Top of EXERCISE DATA
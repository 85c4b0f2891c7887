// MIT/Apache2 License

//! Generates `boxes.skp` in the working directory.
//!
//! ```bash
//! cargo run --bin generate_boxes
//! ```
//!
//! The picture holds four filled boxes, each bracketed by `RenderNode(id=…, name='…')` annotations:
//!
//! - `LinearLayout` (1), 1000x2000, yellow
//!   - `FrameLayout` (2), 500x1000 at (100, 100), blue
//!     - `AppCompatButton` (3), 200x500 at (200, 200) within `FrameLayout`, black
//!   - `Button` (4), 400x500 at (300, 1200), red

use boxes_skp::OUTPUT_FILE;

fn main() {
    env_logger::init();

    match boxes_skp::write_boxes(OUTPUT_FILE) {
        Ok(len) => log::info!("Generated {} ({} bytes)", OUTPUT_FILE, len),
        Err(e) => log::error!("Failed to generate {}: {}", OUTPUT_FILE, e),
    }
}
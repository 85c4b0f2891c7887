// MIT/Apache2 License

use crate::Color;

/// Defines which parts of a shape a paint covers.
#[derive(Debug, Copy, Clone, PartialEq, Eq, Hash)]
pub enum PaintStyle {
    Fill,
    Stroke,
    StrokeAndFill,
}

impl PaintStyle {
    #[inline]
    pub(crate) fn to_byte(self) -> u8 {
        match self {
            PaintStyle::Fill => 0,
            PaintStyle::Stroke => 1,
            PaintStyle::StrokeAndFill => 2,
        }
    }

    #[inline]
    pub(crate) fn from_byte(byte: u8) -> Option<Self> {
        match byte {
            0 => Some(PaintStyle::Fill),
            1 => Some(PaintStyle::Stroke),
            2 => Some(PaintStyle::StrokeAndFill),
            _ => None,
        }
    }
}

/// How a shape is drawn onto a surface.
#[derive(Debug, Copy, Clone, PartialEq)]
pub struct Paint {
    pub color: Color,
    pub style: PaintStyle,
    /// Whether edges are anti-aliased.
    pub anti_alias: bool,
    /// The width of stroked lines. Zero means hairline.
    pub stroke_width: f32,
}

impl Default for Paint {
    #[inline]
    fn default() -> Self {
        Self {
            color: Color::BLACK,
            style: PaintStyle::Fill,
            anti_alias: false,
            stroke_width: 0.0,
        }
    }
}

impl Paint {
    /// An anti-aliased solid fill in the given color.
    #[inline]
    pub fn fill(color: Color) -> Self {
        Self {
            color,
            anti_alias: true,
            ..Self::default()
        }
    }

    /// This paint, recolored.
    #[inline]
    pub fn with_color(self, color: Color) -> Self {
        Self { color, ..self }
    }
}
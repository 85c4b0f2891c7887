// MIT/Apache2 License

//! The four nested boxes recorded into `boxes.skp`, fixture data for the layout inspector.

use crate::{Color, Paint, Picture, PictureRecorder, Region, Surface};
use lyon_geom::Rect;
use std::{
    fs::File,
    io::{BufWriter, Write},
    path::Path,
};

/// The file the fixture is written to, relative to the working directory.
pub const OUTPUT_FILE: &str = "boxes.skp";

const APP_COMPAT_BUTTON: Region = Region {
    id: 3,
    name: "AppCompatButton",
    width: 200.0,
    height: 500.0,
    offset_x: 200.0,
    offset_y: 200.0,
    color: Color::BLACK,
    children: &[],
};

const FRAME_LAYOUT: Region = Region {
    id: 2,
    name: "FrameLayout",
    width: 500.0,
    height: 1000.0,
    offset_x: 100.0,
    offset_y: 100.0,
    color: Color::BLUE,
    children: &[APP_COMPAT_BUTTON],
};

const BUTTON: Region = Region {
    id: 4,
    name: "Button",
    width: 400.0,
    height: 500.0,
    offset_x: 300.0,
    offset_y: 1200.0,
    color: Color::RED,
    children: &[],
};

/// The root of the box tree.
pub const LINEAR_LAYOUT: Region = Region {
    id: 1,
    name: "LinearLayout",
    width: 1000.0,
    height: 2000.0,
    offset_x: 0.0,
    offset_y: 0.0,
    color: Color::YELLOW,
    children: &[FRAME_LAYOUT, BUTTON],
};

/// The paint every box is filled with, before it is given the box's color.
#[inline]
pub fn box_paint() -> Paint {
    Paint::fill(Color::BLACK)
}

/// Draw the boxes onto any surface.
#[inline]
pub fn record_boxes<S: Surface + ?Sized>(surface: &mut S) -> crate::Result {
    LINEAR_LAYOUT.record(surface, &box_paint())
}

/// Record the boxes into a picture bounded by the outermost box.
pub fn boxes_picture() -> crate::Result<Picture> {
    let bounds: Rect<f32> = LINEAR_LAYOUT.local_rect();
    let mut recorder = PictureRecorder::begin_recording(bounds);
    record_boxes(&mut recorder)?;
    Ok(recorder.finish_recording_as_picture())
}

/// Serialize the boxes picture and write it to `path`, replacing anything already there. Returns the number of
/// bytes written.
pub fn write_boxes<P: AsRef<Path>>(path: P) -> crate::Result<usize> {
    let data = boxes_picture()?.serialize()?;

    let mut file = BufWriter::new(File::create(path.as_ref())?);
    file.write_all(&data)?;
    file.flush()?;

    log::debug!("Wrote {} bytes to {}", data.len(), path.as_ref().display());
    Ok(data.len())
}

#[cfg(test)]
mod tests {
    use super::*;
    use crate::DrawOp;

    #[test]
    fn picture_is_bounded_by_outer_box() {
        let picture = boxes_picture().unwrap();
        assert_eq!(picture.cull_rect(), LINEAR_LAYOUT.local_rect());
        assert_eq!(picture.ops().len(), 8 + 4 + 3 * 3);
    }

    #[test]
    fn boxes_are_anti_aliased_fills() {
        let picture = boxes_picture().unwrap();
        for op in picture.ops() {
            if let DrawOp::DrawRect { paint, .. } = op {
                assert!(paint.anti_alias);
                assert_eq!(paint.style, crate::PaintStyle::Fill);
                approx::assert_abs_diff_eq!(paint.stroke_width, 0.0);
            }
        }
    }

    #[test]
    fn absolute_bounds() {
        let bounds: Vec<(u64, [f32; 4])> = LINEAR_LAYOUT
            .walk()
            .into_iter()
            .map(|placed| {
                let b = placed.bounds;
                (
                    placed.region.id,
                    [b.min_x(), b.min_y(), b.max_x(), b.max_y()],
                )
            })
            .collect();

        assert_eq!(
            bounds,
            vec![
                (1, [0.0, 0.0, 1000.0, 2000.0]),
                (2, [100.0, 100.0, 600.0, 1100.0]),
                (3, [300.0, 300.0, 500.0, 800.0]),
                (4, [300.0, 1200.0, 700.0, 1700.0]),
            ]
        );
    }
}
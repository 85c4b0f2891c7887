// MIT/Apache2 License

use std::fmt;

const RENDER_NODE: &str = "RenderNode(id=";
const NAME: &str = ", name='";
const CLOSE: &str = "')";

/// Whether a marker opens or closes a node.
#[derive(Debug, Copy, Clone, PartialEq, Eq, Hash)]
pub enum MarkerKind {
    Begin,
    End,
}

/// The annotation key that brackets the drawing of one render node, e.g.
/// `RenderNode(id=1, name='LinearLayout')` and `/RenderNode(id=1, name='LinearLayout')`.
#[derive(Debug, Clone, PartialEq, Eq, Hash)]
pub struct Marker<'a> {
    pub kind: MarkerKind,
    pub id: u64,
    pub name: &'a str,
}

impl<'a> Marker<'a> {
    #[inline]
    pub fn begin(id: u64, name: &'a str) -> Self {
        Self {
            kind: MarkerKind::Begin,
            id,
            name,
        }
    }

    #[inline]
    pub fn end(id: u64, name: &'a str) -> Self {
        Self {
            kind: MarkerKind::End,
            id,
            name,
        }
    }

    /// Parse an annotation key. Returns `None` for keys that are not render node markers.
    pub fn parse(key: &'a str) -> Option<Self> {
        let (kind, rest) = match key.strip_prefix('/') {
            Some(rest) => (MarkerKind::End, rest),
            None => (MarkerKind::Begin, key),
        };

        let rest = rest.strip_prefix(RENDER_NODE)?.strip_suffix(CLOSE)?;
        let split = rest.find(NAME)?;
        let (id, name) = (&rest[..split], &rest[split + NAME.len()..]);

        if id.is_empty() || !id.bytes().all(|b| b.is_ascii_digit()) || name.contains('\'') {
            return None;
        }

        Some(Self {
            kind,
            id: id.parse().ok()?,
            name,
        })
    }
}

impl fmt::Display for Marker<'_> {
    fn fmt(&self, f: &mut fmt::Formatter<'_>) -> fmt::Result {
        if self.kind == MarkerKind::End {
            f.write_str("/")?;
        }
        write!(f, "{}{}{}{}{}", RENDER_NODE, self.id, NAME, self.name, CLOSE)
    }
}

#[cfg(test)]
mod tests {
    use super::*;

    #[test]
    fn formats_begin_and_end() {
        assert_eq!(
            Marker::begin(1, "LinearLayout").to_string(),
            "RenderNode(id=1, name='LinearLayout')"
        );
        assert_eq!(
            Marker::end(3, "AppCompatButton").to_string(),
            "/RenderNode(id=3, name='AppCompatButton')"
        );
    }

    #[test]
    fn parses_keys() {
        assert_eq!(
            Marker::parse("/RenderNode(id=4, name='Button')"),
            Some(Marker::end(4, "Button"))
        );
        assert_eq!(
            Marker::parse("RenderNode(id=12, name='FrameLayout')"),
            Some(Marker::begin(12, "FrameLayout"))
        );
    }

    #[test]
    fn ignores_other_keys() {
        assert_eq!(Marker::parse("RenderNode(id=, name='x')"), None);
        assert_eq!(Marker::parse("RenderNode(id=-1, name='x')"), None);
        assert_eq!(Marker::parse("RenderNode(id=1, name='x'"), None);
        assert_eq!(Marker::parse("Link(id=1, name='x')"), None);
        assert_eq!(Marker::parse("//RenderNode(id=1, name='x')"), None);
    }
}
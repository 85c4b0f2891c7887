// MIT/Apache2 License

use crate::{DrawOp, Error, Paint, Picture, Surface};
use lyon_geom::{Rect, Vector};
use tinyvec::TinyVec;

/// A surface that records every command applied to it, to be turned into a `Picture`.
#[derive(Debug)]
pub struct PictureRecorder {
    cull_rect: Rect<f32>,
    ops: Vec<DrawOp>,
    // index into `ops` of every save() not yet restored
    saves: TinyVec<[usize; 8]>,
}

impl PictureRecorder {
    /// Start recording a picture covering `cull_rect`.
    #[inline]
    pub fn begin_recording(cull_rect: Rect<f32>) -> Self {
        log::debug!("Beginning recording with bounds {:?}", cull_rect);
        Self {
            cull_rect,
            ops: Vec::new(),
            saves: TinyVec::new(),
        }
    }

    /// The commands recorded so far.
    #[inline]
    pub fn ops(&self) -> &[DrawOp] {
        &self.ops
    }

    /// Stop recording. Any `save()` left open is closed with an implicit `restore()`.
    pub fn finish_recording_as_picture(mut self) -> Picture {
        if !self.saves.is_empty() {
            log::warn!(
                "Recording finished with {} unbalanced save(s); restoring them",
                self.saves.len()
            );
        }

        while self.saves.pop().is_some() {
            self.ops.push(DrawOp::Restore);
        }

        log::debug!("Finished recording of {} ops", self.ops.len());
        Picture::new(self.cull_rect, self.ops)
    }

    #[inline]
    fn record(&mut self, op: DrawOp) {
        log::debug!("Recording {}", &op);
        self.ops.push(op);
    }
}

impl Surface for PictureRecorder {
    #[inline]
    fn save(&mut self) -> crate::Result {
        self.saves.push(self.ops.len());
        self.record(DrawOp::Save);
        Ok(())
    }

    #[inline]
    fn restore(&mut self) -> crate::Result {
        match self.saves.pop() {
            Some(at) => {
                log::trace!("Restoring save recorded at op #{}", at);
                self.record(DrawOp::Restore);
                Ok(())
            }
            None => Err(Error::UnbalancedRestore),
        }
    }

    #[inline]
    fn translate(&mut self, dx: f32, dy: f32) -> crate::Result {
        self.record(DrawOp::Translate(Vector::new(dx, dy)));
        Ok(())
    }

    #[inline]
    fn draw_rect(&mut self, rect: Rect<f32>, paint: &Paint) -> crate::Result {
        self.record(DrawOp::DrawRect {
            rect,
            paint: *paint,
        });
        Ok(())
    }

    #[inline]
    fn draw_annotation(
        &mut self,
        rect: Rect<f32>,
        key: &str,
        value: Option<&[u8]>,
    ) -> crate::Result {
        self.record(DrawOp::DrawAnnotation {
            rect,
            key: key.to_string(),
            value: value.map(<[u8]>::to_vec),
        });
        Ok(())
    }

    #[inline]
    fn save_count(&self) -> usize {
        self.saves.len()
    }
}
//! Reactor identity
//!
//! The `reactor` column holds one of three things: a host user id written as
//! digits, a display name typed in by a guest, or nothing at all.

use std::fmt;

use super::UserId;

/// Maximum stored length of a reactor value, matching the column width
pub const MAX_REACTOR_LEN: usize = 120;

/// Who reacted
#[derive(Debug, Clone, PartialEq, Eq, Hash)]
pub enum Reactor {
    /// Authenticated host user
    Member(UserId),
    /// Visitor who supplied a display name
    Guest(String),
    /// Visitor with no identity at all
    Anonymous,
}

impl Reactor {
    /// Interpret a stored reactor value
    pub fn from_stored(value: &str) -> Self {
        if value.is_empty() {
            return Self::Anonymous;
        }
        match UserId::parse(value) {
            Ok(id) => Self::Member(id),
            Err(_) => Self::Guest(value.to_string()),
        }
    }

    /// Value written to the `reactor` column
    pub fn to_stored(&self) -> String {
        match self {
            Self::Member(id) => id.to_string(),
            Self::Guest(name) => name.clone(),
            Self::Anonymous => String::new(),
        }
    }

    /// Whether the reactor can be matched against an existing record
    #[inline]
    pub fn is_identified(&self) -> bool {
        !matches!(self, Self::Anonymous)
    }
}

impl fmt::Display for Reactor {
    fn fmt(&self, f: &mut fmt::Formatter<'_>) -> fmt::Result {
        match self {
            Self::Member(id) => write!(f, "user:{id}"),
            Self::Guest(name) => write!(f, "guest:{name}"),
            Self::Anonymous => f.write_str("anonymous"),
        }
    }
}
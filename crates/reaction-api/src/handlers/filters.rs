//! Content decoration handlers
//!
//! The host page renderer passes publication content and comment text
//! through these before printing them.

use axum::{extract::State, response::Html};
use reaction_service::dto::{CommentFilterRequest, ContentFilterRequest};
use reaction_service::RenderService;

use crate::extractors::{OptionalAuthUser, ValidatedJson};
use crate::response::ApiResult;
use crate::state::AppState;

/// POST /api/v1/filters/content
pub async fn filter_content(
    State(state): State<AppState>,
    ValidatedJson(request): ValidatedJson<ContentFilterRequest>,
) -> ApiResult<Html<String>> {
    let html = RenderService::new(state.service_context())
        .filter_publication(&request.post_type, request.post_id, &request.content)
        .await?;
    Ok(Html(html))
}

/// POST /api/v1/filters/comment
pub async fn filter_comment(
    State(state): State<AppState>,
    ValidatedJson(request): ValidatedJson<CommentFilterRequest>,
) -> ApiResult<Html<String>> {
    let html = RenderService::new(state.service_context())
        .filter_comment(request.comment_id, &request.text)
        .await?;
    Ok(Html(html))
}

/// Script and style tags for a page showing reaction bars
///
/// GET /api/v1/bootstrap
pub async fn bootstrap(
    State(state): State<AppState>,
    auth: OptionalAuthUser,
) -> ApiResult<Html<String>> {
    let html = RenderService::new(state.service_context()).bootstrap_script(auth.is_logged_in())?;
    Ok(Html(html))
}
Bottom of EXERCISE DATA
What belongs in the answer is each line from the listing above that contains "identity".

**TASK OUTPUT**
//! Reactor identity
    /// Visitor with no identity at all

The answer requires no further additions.